1 Are you required to include capital gains in your assessable income on the transfer of part of your share of the property to your child?
1 Yes Question 2 Can you apply the 50% discount to the capital gain on the transfer of part of your share of the property to your child? Answer 2 Yes Question 3 How is the cost base determined? Answer 3 Information about calculating the cost base can be found by searching ato.gov.au for 'QC66022' This ruling applies for the following period : Year ended 30 June 20XX The scheme commenced on: 1 July 20XX
In approximately 19XX, you purchased a property with Person A as tenants in common. Your share was XX% The Property's land area is less than 2 hectares. The property was never your principal place of residence. The property was used to produce income from XX 19XX to XX 20XX. The property was never vacant. In XX 20XX, your child moved into the property. They never paid rent during the time that they lived there. In XX 20XX, your child acquired a XX% ownership in the property. In XX 20XX, you gifted part of your share in the property to your child. No money was exchanged on the transfer.

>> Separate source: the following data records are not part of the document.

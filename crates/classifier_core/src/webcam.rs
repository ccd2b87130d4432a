//! V4L2 webcam backend.

use crate::camera::{CameraDevice, CameraProvider, Frame};
use crate::config::CameraConfig;
use crate::error::CameraError;
use image::{ImageFormat, Rgba, RgbaImage};
use v4l::buffer::Type;
use v4l::io::mmap::Stream;
use v4l::io::traits::CaptureStream;
use v4l::video::Capture;
use v4l::{Device, FourCC};

const BUFFER_COUNT: u32 = 4;
const MAX_CORRUPT_FRAMES: usize = 10;

/// A V4L2 capture device streaming MJPEG or YUYV frames.
pub struct WebcamCamera {
    name: String,
    stream: Stream<'static>,
    _device: Device,
    fourcc: FourCC,
    width: u32,
    height: u32,
}

impl WebcamCamera {
    pub fn open(index: usize, width: u32, height: u32) -> Result<Self, CameraError> {
        let path = format!("/dev/video{index}");
        let no_device = |e: std::io::Error| CameraError::NoDevice {
            reason: format!("{path}: {e}"),
        };
        let device = Device::new(index).map_err(no_device)?;
        let name = device
            .query_caps()
            .map(|caps| caps.card)
            .unwrap_or_else(|_| path.clone());

        let mut format = device.format().map_err(no_device)?;
        format.width = width;
        format.height = height;
        format.fourcc = FourCC::new(b"MJPG");
        let format = device.set_format(&format).map_err(no_device)?;
        if format.fourcc != FourCC::new(b"MJPG") && format.fourcc != FourCC::new(b"YUYV") {
            return Err(CameraError::NoDevice {
                reason: format!("{name}: unsupported pixel format {}", format.fourcc),
            });
        }

        let stream = Stream::with_buffers(&device, Type::VideoCapture, BUFFER_COUNT)
            .map_err(no_device)?;
        tracing::info!(
            "Opened webcam {} at {}x{} ({})",
            name,
            format.width,
            format.height,
            format.fourcc
        );
        Ok(Self {
            name,
            stream,
            _device: device,
            fourcc: format.fourcc,
            width: format.width,
            height: format.height,
        })
    }

    fn decode(&self, data: &[u8]) -> Result<Frame, String> {
        if self.fourcc == FourCC::new(b"MJPG") {
            image::load_from_memory_with_format(data, ImageFormat::Jpeg)
                .map(|img| img.to_rgba8())
                .map_err(|e| e.to_string())
        } else {
            yuyv_to_rgba(data, self.width, self.height)
                .ok_or_else(|| format!("short YUYV buffer ({} bytes)", data.len()))
        }
    }
}

impl CameraDevice for WebcamCamera {
    fn name(&self) -> &str {
        &self.name
    }

    fn next_frame(&mut self) -> Result<Frame, CameraError> {
        for _ in 0..MAX_CORRUPT_FRAMES {
            let (buf, meta) =
                CaptureStream::next(&mut self.stream).map_err(|source| CameraError::Stream {
                    name: self.name.clone(),
                    source,
                })?;
            let used = (meta.bytesused as usize).min(buf.len());
            let data = buf[..used].to_vec();
            match self.decode(&data) {
                Ok(frame) => return Ok(frame),
                Err(e) => tracing::warn!("Dropping corrupt frame from {}: {}", self.name, e),
            }
        }
        Err(CameraError::Exhausted {
            name: self.name.clone(),
        })
    }
}

/// Opens `/dev/video{index}` per session.
#[derive(Debug, Clone)]
pub struct WebcamProvider {
    pub index: usize,
    pub width: u32,
    pub height: u32,
}

impl WebcamProvider {
    pub fn from_config(cfg: &CameraConfig) -> Self {
        Self {
            index: cfg.device_index,
            width: cfg.width,
            height: cfg.height,
        }
    }
}

impl CameraProvider for WebcamProvider {
    fn open_default(&self) -> Result<Box<dyn CameraDevice>, CameraError> {
        let camera = WebcamCamera::open(self.index, self.width, self.height)?;
        Ok(Box::new(camera))
    }
}

/// Convert packed YUYV 4:2:2 (BT.601, studio range) to RGBA.
pub fn yuyv_to_rgba(data: &[u8], width: u32, height: u32) -> Option<RgbaImage> {
    let needed = width as usize * height as usize * 2;
    if width % 2 != 0 || data.len() < needed {
        return None;
    }
    let mut out = RgbaImage::new(width, height);
    for (i, chunk) in data[..needed].chunks_exact(4).enumerate() {
        let [y0, u, y1, v] = [chunk[0], chunk[1], chunk[2], chunk[3]];
        let px = (i * 2) as u32;
        let (x, y) = (px % width, px / width);
        out.put_pixel(x, y, ycbcr_to_rgba(y0, u, v));
        out.put_pixel(x + 1, y, ycbcr_to_rgba(y1, u, v));
    }
    Some(out)
}

fn ycbcr_to_rgba(y: u8, u: u8, v: u8) -> Rgba<u8> {
    let c = y as i32 - 16;
    let d = u as i32 - 128;
    let e = v as i32 - 128;
    let clamp = |x: i32| ((x + 128) >> 8).clamp(0, 255) as u8;
    Rgba([
        clamp(298 * c + 409 * e),
        clamp(298 * c - 100 * d - 208 * e),
        clamp(298 * c + 516 * d),
        255,
    ])
}

#[cfg(test)]
mod tests {
    use super::*;

    #[test]
    fn yuyv_black_and_white() {
        let data = [16, 128, 235, 128];
        let img = yuyv_to_rgba(&data, 2, 1).unwrap();
        assert_eq!(img.get_pixel(0, 0).0, [0, 0, 0, 255]);
        assert_eq!(img.get_pixel(1, 0).0, [255, 255, 255, 255]);
    }

    #[test]
    fn yuyv_pixels_wrap_rows() {
        let data = [16, 128, 16, 128, 235, 128, 235, 128];
        let img = yuyv_to_rgba(&data, 2, 2).unwrap();
        assert_eq!(img.get_pixel(1, 0).0[0], 0);
        assert_eq!(img.get_pixel(0, 1).0[0], 255);
    }

    #[test]
    fn yuyv_rejects_short_or_odd_buffers() {
        assert!(yuyv_to_rgba(&[16, 128, 16], 2, 1).is_none());
        assert!(yuyv_to_rgba(&[16, 128, 16, 128, 16, 128], 3, 1).is_none());
    }
}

Income Tax Assessment Act 1997 section102-5 Income Tax Assessment Act 1997 section102-20 Income Tax Assessment Act 1997 section104-10 Income Tax Assessment Act 1997 section110-25 Income Tax Assessment Act 1997 section116-20 Income Tax Assessment Act 1997 section116-30
Issue Capital gains tax Question 1 Are you required to include capital gains in your assessable income in relation to the transfer of property to your child? Summary You are required to include capital gains in your assessable income in relation to the transfer of the property to your child. You use the market value of the property to calculate your CGT. Detailed reasoning Your net capital gain is included in your assessable income by section 102-5 of the Income Tax Assessment Act 1997 (ITAA 1997). Your net capital gain is calculated by subtracting any capital losses that you may have accrued from your capital gains made in that income year. Section 102-20 of the ITAA 1997 provides that a capital gain or capital loss results from a capital gains tax (CGT) event occurring. Subsection 104-10(1) of the ITAA 1997 provides that CGT event A1 happens if an entity disposes of a CGT asset. A 'disposal', as defined in subsection 104-10(2) of the ITAA 1997, occurs when there is a change of ownership from one entity to another. A 'CGT asset', as provided in section 108-5 of the ITAA 1997, is: • any kind of property, or
• a legal or equitable right that is not property. Under subsection 116-20(1) of the ITAA 1997, your capital proceeds from a CGT event include the total of the money you have received, or are entitled to receive, in respect of a CGT event happening. Where on the disposal of an asset no money or property is received, the market value substitution rule contained in section 116-30 of the ITAA 1997 generally applies, such that you are taken to have received the market value of your ownership interest in the property at the time the CGT event occurs. If you sell, transfer or gift property to family or friends for less than it is worth, you'll be treated as if you received the market value of the property for CGT purposes. You use the market value of a property to calculate your CGT if both of the following are true: • what you received was more or less than the market value of the property • you and the new owner were not dealing with each other at arm's length. This is called the 'market value substitution' rule. Application to your situation
In your case, you've maintained an ownership interest in the property that was purchased in 19XX. You and Person A were registered on the property title as tenants in common. The property was not your main residence at any time. In XX 20XX you transferred part of your share of the title to your child. As your child acquired the property from you for no consideration, the market value substitution rule will apply to modify the first element of the cost base of the property. When calculating the capital gain or loss associated with the disposal of the property the capital proceeds will be the market value of that property on the day the CGT event occurs (the transfer date). The first element of the cost base will be the market value of the property at the time you acquired it. Question 2 Can you apply the 50% discount to the capital gain on the transfer of part of your share of the property to your child as per section 115-125 of the ITAA 1997? Summary Yes. Detailed reasoning
For an asset to qualify for the CGT discount you must own it for at least 12 months before the CGT event happens. The CGT event is the point at which you make a capital gain or loss. You exclude the day of acquisition and the day of the CGT event when working out if you owned the CGT asset for at least 12 months before the CGT event happens. Question 3 How is the cost base determined? Summary Information about calculating the cost base can be found by searching ato.gov.au for 'QC66022'. Detailed reasoning In accordance with section 110-25 ITAA 1997, you can work out the cost base of a CGT asset by adding these 5 elements: (1) Money paid or property given for the CGT asset (2) Incidental costs of acquiring the CGT asset or that relate to the CGT event (3) Costs of owning the CGT asset (4) Capital costs to increase or preserve the value of your asset or to install or move it (5) Capital costs of preserving or defending your title or rights to your CGT asset Do not include any costs for which a tax deduction was claimed. For example, don't include the cost of capital works for which you can claim a deduction.
Further information about calculating the cost base can be found by searching ato.gov.au for 'QC66022'.